The study programme will be organised in cooperation with Prague’s maternity hospital U Apolinare.

“This is great news. It is little known that a doctor is not needed at all during in most cases of giving birth that proceed in a standard way. The doctor usually comes only after the baby is born in order to control the baby according to the rules,” said midwife Katerina Sojakova who is going to join the new MA programme for midwives.

“We want to train skillful midwives who will be partners of the doctors.
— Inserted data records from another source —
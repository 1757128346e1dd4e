use crate::app_config::ClientConfig;
use crate::auth::TokenProvider;
use crate::cloud::dispatcher::RequestDispatcher;
use crate::domain::{DeviceDetails, DeviceId, DeviceState, HistoryQuery};
use crate::error::CloudError;
use chrono::Local;
use reqwest::{Client, Method};
use serde_json::Value;
use std::fmt::Display;
use std::sync::Arc;
use tracing::debug;

pub const DEFAULT_DEVICE_TYPE: &str = "comfosys";

/// Client for the Zehnder cloud API.
///
/// Cloning is cheap; clones share the HTTP session, configuration and token provider, so a
/// single client can serve concurrent tasks.
#[derive(Debug, Clone)]
pub struct ZehnderCloud {
    dispatcher: RequestDispatcher,
}

impl ZehnderCloud {
    pub fn new(client: Client, config: ClientConfig, token_provider: Arc<dyn TokenProvider>) -> Self {
        ZehnderCloud {
            dispatcher: RequestDispatcher::new(client, Arc::new(config), token_provider),
        }
    }

    pub fn dispatcher(&self) -> &RequestDispatcher {
        &self.dispatcher
    }

    /// Returns the ids of all devices of the current customer.
    pub async fn get_devices(&self) -> Result<Vec<DeviceId>, CloudError> {
        let result = self.get("/devices/ids").await?;
        Ok(serde_json::from_value(result)?)
    }

    /// Current state of a device as name-value pairs.
    ///
    /// Works for all devices like radiators, ComfoAir units or non-Zehnder (external) devices.
    pub async fn get_device_state(&self, device_id: impl Display) -> Result<DeviceState, CloudError> {
        let result = self.get(&format!("/devices/{}/state", device_id)).await?;
        Ok(DeviceState::new(result))
    }

    /// Details of a device including notifications, orders, properties and errors.
    pub async fn get_device_details(&self, device_id: impl Display) -> Result<DeviceDetails, CloudError> {
        let result = self.get(&format!("/devices/byid/{}/details", device_id)).await?;
        Ok(DeviceDetails::new(result))
    }

    /// History of a single value. Open bounds of `query` are resolved against the current time.
    pub async fn get_device_history(&self, device_id: impl Display, query: &HistoryQuery) -> Result<Value, CloudError> {
        let params = query.query_params(Local::now().fixed_offset());
        let endpoint = self.dispatcher.config().endpoint(&format!("/devices/{}/history/", device_id));
        self.dispatcher.dispatch(Method::GET, &endpoint, None, &params).await
    }

    /// Changes the settings of a device, `device_type` defaults to [`DEFAULT_DEVICE_TYPE`].
    pub async fn set_device_settings(
        &self,
        device_id: impl Display,
        settings: &Value,
        device_type: Option<&str>,
    ) -> Result<Value, CloudError> {
        let device_type = device_type.unwrap_or(DEFAULT_DEVICE_TYPE);
        let endpoint = self.dispatcher.config().endpoint(&format!("/devices/{}/{}/settings", device_id, device_type));
        self.dispatcher.dispatch(Method::PUT, &endpoint, Some(settings), &[]).await
    }

    pub async fn activate_scene(&self, building_id: impl Display, scene_id: impl Display) -> Result<Value, CloudError> {
        let endpoint = self.dispatcher.config().endpoint(&format!("/scenes/{}/activate/{}", building_id, scene_id));
        self.dispatcher.dispatch(Method::PUT, &endpoint, None, &[]).await
    }

    /// All supported scenes.
    pub async fn get_scenes(&self) -> Result<Value, CloudError> {
        self.get("/scenes").await
    }

    /// Indication of the health of the API.
    pub async fn get_health(&self) -> Result<Value, CloudError> {
        self.get("/health").await
    }

    /// Current weather data at the location of a device.
    pub async fn get_weather_data(&self, device_id: impl Display) -> Result<Value, CloudError> {
        self.get(&format!("/devices/{}/weather", device_id)).await
    }

    /// Not offered by the API yet; fails without sending a request.
    pub async fn get_weather_forecast(&self, customer_oid: &str, language: &str) -> Result<Value, CloudError> {
        debug!(customer_oid, language, "Weather forecast requested");
        Err(CloudError::NotImplemented {
            operation: "weather forecast",
        })
    }

    /// Not offered by the API yet; fails without sending a request.
    pub async fn get_weather_history(
        &self,
        device_id: impl Display,
        value_name: &str,
        from: &str,
        to: &str,
        interval: &str,
    ) -> Result<Value, CloudError> {
        debug!(%device_id, value_name, from, to, interval, "Weather history requested");
        Err(CloudError::NotImplemented {
            operation: "weather history",
        })
    }

    async fn get(&self, path: &str) -> Result<Value, CloudError> {
        let endpoint = self.dispatcher.config().endpoint(path);
        self.dispatcher.dispatch(Method::GET, &endpoint, None, &[]).await
    }
}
In fact, they will be doctors without the usual title MUDr,” obstetrician Antonin Parizek, from the U Apolinare maternity hospital, said.

Aleksi Sedo, dean of the 1st Medical Faculty, said the midwife study programme has been prepared according to the demands of the World Health Organisation and the European Union.

MfD writes that the first Czech university programme for midwives started in 1922 and now this tradition will be renewed.

Expert midwives open the issue of legal home births in the Czech Republic, MfD writes.

But the law will not give the midwives the right to bear responsibility for home births, it adds.

The Czech Republic has 4000 midwives, officially known as childbirth assistants. According to a law from 2012, midwives face a fine of up to one million crowns if they attend home births and fail to meet strict conditions set in such a way that they in fact cannot be met in the country, the paper writes.

Parizek said it seemed strange they all women speak of wanting to give birth naturally, but when they are giving birth, they all want painkillers.

This may be true, yet it is clear that women want childbirth to be personal: they want pain relief, but at the same time respect, decency and responsiveness to their wishes, the paper writes.

Parizek argues that many births seemed simple but did not end well.

However, no statistical data on home births in the Czech Republic are available, MfD writes.